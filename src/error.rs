//! エラー型の定義
//!
//! コア部分は`GameError`を返し、wasm境界で`JsValue`に変換します。

use thiserror::Error;
use wasm_bindgen::JsValue;

/// ゲームクライアントのエラー
#[derive(Debug, Error)]
pub enum GameError {
    /// メッセージのJSON解析・生成エラー
    #[error("プロトコルエラー: {0}")]
    Protocol(#[from] serde_json::Error),

    /// 形式は正しいが値が不正なメッセージ（NaNや無限大の座標など）
    #[error("不正なペイロード: {0}")]
    InvalidPayload(String),

    /// 設定値の検証エラー
    #[error("設定エラー: {0}")]
    InvalidConfig(String),

    /// 接続エラー（再接続は行わない）
    #[error("接続エラー: {0}")]
    Connection(String),

    /// セッション参加前に参加後の操作が呼ばれた
    #[error("セッションに参加していません")]
    NotJoined,

    /// 接続エラー後にコアが停止している
    #[error("セッションは停止しています: {0}")]
    Halted(String),

    /// ブラウザAPIの呼び出しエラー
    #[error("ブラウザAPIエラー: {0}")]
    Js(String),
}

impl From<GameError> for JsValue {
    fn from(err: GameError) -> Self {
        JsValue::from_str(&err.to_string())
    }
}

impl From<JsValue> for GameError {
    fn from(value: JsValue) -> Self {
        GameError::Js(format!("{:?}", value))
    }
}
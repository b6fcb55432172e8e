use std::cell::RefCell;
use std::rc::{Rc, Weak};

use wasm_bindgen::prelude::*;

// モジュール宣言
pub mod config;
pub mod error;
pub mod game;
pub mod input;
pub mod network;
pub mod rendering;
pub mod utils;

use config::GameConfig;
use error::GameError;
use game::{Color, GameSession, LocalProfile, SessionEvent, ZoneTransition};
use input::KeyAction;
use network::client::EventHandler;
use network::{NetworkClient, ServerMessage, TransportEvent};
use rendering::Renderer;
use utils::AnimationLoop;

// 初期化用のエントリーポイント
#[wasm_bindgen(start)]
pub fn start() {
    // エラーをコンソールにパニックフックとして表示
    console_error_panic_hook::set_once();

    // ロガーの初期化
    utils::init_logging(utils::default_level());
    log::info!("WebAssembly module initialized!");
}

/// ループとイベントハンドラで共有する状態
#[derive(Clone)]
struct Shared {
    session: Rc<RefCell<GameSession>>,
    renderer: Rc<RefCell<Renderer>>,
    network: Rc<RefCell<NetworkClient>>,
    game_loop: Rc<RefCell<Option<AnimationLoop>>>,
    background_loop: Rc<RefCell<Option<AnimationLoop>>>,
}

impl Shared {
    fn stop_loops(&self) {
        if let Some(game_loop) = self.game_loop.borrow().as_ref() {
            game_loop.stop();
        }
        if let Some(background_loop) = self.background_loop.borrow().as_ref() {
            background_loop.stop();
        }
    }

    /// 同期ループを開始（移動 → 送信 → 描画を毎フレーム）
    fn start_game_loop(&self) -> Result<(), GameError> {
        let session = Rc::clone(&self.session);
        let renderer = Rc::clone(&self.renderer);
        let network = Rc::downgrade(&self.network);

        let game_loop = AnimationLoop::start("game", move |frame_time| {
            let now = js_sys::Date::now();
            let output = match session.borrow_mut().tick(frame_time, now) {
                Ok(output) => output,
                Err(err) => {
                    log::error!("ゲームループを停止します: {}", err);
                    return false;
                }
            };

            if let Some(network) = network.upgrade() {
                let network = network.borrow();
                for message in &output.outbound {
                    if let Err(err) = network.send(message) {
                        log::warn!("{}の送信に失敗: {}", message.kind(), err);
                    }
                }
            }

            if let Some(transition) = &output.zone_transition {
                show_zone_transition(transition);
            }

            if let Err(err) = renderer.borrow_mut().render(&session.borrow(), now) {
                log::error!("描画エラー: {}", err);
            }
            true
        })?;

        *self.game_loop.borrow_mut() = Some(game_loop);
        Ok(())
    }

    /// 接続中ずっと動くループを開始（カメラの追従とPing送信、ゲームの更新とは独立）
    fn start_background_loop(&self) -> Result<(), GameError> {
        let session = Rc::clone(&self.session);
        let renderer = Rc::clone(&self.renderer);
        let network = Rc::downgrade(&self.network);
        let background_loop = AnimationLoop::start("background", move |_| {
            if let Err(err) = renderer.borrow_mut().update_camera() {
                log::warn!("カメラの適用に失敗: {}", err);
            }

            let ping = session.borrow_mut().maybe_ping(js_sys::Date::now());
            if let (Some(ping), Some(network)) = (ping, network.upgrade()) {
                if let Err(err) = network.borrow().send(&ping) {
                    log::warn!("pingの送信に失敗: {}", err);
                }
            }
            true
        })?;

        *self.background_loop.borrow_mut() = Some(background_loop);
        Ok(())
    }

    /// トランスポートイベントのハンドラを作る
    fn event_handler(&self) -> EventHandler {
        let shared = self.downgrade();
        Rc::new(RefCell::new(move |event: TransportEvent| {
            let shared = match shared.upgrade() {
                Some(shared) => shared,
                None => return,
            };
            match event {
                TransportEvent::Message(message) => shared.dispatch(message),
                TransportEvent::Closed { code, reason } => {
                    let reason = TransportEvent::close_reason(code, &reason);
                    let event = shared.session.borrow_mut().handle_disconnect(&reason);
                    shared.apply(Ok(event));
                }
            }
        }))
    }

    fn dispatch(&self, message: ServerMessage) {
        let now = js_sys::Date::now();
        let event = self.session.borrow_mut().handle_server_message(message, now);
        self.apply(event);
    }

    /// セッションイベントに応じてループと送信を制御
    fn apply(&self, event: Result<SessionEvent, GameError>) {
        match event {
            Ok(SessionEvent::Connected) => {
                let join = self.session.borrow().join_message();
                if let Err(err) = self.network.borrow().send(&join) {
                    log::error!("参加要求の送信に失敗: {}", err);
                }
            }
            Ok(SessionEvent::Started) => {
                if let Err(err) = self.start_game_loop() {
                    log::error!("ゲームループを開始できません: {}", err);
                }
            }
            Ok(SessionEvent::Halted(reason)) => {
                log::error!("接続に失敗しました。サーバーURLを確認してください: {}", reason);
                self.stop_loops();
            }
            Ok(SessionEvent::Disconnected(reason)) => {
                log::info!("サーバーとの接続が切れました: {}", reason);
                self.stop_loops();
            }
            Ok(SessionEvent::Updated) | Ok(SessionEvent::Ignored) => {}
            Err(err) => log::warn!("メッセージを処理できません: {}", err),
        }
    }

    fn downgrade(&self) -> WeakShared {
        WeakShared {
            session: Rc::downgrade(&self.session),
            renderer: Rc::downgrade(&self.renderer),
            network: Rc::downgrade(&self.network),
            game_loop: Rc::downgrade(&self.game_loop),
            background_loop: Rc::downgrade(&self.background_loop),
        }
    }
}

/// ハンドラからの弱参照（ソケットのクロージャとの循環を避ける）
struct WeakShared {
    session: Weak<RefCell<GameSession>>,
    renderer: Weak<RefCell<Renderer>>,
    network: Weak<RefCell<NetworkClient>>,
    game_loop: Weak<RefCell<Option<AnimationLoop>>>,
    background_loop: Weak<RefCell<Option<AnimationLoop>>>,
}

impl WeakShared {
    fn upgrade(&self) -> Option<Shared> {
        Some(Shared {
            session: self.session.upgrade()?,
            renderer: self.renderer.upgrade()?,
            network: self.network.upgrade()?,
            game_loop: self.game_loop.upgrade()?,
            background_loop: self.background_loop.upgrade()?,
        })
    }
}

/// ゾーン表示要素のハイライトを切り替える
fn show_zone_transition(transition: &ZoneTransition) {
    log::debug!("ゾーン: {}", transition.current.as_str());

    let document = match web_sys::window().and_then(|window| window.document()) {
        Some(document) => document,
        None => return,
    };

    if let Some(previous) = transition.previous {
        if let Some(element) = document.get_element_by_id(&format!("zone-{}", previous.as_str())) {
            if let Err(err) = element.remove_attribute("data-highlighted") {
                log::warn!("ゾーン表示の更新に失敗: {:?}", err);
            }
        }
    }

    if transition.highlighted {
        if let Some(element) = document.get_element_by_id(&format!("zone-{}", transition.current.as_str())) {
            if let Err(err) = element.set_attribute("data-highlighted", "true") {
                log::warn!("ゾーン表示の更新に失敗: {:?}", err);
            }
        }
    }
}

// JavaScriptからアクセス可能なゲームクライアント
#[wasm_bindgen]
pub struct GameClient {
    instance_id: String,
    config: GameConfig,
    shared: Shared,
}

#[wasm_bindgen]
impl GameClient {
    /// 新しいゲームクライアントを作成
    ///
    /// `config_json`は省略可能な部分設定（例: `{"worldWidth": 2000}`）です。
    #[wasm_bindgen(constructor)]
    pub fn new(canvas_id: &str, config_json: Option<String>) -> Result<GameClient, JsValue> {
        let config = match config_json {
            Some(json) => GameConfig::from_json(&json)?,
            None => GameConfig::default(),
        };

        let instance_id = format!("game_{}", uuid::Uuid::new_v4());
        log::info!("ゲームクライアント作成: {}", instance_id);

        let renderer = Renderer::new(canvas_id, &config)?;
        let session = GameSession::new(config.clone(), default_profile())?;

        Ok(GameClient {
            instance_id,
            config,
            shared: Shared {
                session: Rc::new(RefCell::new(session)),
                renderer: Rc::new(RefCell::new(renderer)),
                network: Rc::new(RefCell::new(NetworkClient::new())),
                game_loop: Rc::new(RefCell::new(None)),
                background_loop: Rc::new(RefCell::new(None)),
            },
        })
    }

    #[wasm_bindgen(getter)]
    pub fn instance_id(&self) -> String {
        self.instance_id.clone()
    }

    /// カメラのオフセットを反映する要素を指定
    pub fn attach_overlay(&mut self, element_id: &str) -> Result<(), JsValue> {
        self.shared.renderer.borrow_mut().attach_overlay(element_id)?;
        Ok(())
    }

    /// サーバーに接続して参加
    ///
    /// `server_url`を省略すると設定のURLを使います。
    pub fn connect(
        &mut self,
        server_url: Option<String>,
        name: &str,
        color: &str,
        character_id: u32,
    ) -> Result<(), JsValue> {
        if name.trim().is_empty() {
            return Err(GameError::InvalidConfig("名前を入力してください".to_string()).into());
        }

        // 既存の接続があれば破棄
        self.teardown();

        let profile = LocalProfile {
            name: name.trim().to_string(),
            color: Color::from(color),
            character_id,
        };
        *self.shared.session.borrow_mut() = GameSession::new(self.config.clone(), profile)?;

        let url = server_url.unwrap_or_else(|| self.config.server_url.clone());
        let handler = self.shared.event_handler();
        self.shared.network.borrow_mut().connect(&url, handler)?;
        self.shared.start_background_loop()?;
        Ok(())
    }

    /// キーが押された
    pub fn handle_key_down(&mut self, key: &str, code: &str) -> bool {
        self.shared.session.borrow_mut().handle_key(key, code, KeyAction::Pressed)
    }

    /// キーが離された
    pub fn handle_key_up(&mut self, key: &str, code: &str) -> bool {
        self.shared.session.borrow_mut().handle_key(key, code, KeyAction::Released)
    }

    /// キャンバスのクリック（補間の切り替え）、新しい表示ラベルを返す
    pub fn handle_click(&mut self) -> String {
        let mut session = self.shared.session.borrow_mut();
        session.toggle_prediction();
        session.prediction_label()
    }

    /// ウィンドウのリサイズ
    pub fn resize(&mut self, width: f64, height: f64) {
        self.shared.renderer.borrow_mut().resize(width, height);
    }

    pub fn ping_label(&self) -> String {
        self.shared.session.borrow().ping_label()
    }

    pub fn jitter_label(&self) -> String {
        self.shared.session.borrow().jitter_label()
    }

    pub fn prediction_label(&self) -> String {
        self.shared.session.borrow().prediction_label()
    }

    /// 接続状態（"disconnected" / "connecting" / "connected" / "error"）
    pub fn connection_state(&self) -> String {
        self.shared.network.borrow().connection_state().as_str().to_string()
    }

    /// ローカルプレイヤーがいるゾーン
    pub fn current_zone(&self) -> Option<String> {
        self.shared
            .session
            .borrow()
            .registry()
            .observer()
            .current_zone()
            .map(|zone| zone.as_str().to_string())
    }

    pub fn player_count(&self) -> usize {
        self.shared.session.borrow().registry().len()
    }

    // 解放時の処理
    pub fn dispose(&mut self) {
        self.teardown();
        log::info!("ゲームクライアント破棄: {}", self.instance_id);
    }
}

impl GameClient {
    /// ループを止め、接続とセッションを破棄
    fn teardown(&mut self) {
        self.shared.stop_loops();
        self.shared.game_loop.borrow_mut().take();
        self.shared.background_loop.borrow_mut().take();
        self.shared.network.borrow_mut().disconnect();
        self.shared.session.borrow_mut().reset();
    }
}

impl Drop for GameClient {
    fn drop(&mut self) {
        self.teardown();
    }
}

fn default_profile() -> LocalProfile {
    LocalProfile {
        name: String::new(),
        color: Color::default(),
        character_id: 1,
    }
}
##########
HOW TO COMPLETE THIS TASK:
Wherever a line of the listing above contains the string "send", copy that line.

TASK OUTPUT:
                    if let Err(err) = network.send(message) {
                if let Err(err) = network.borrow().send(&ping) {
                if let Err(err) = self.network.borrow().send(&join) {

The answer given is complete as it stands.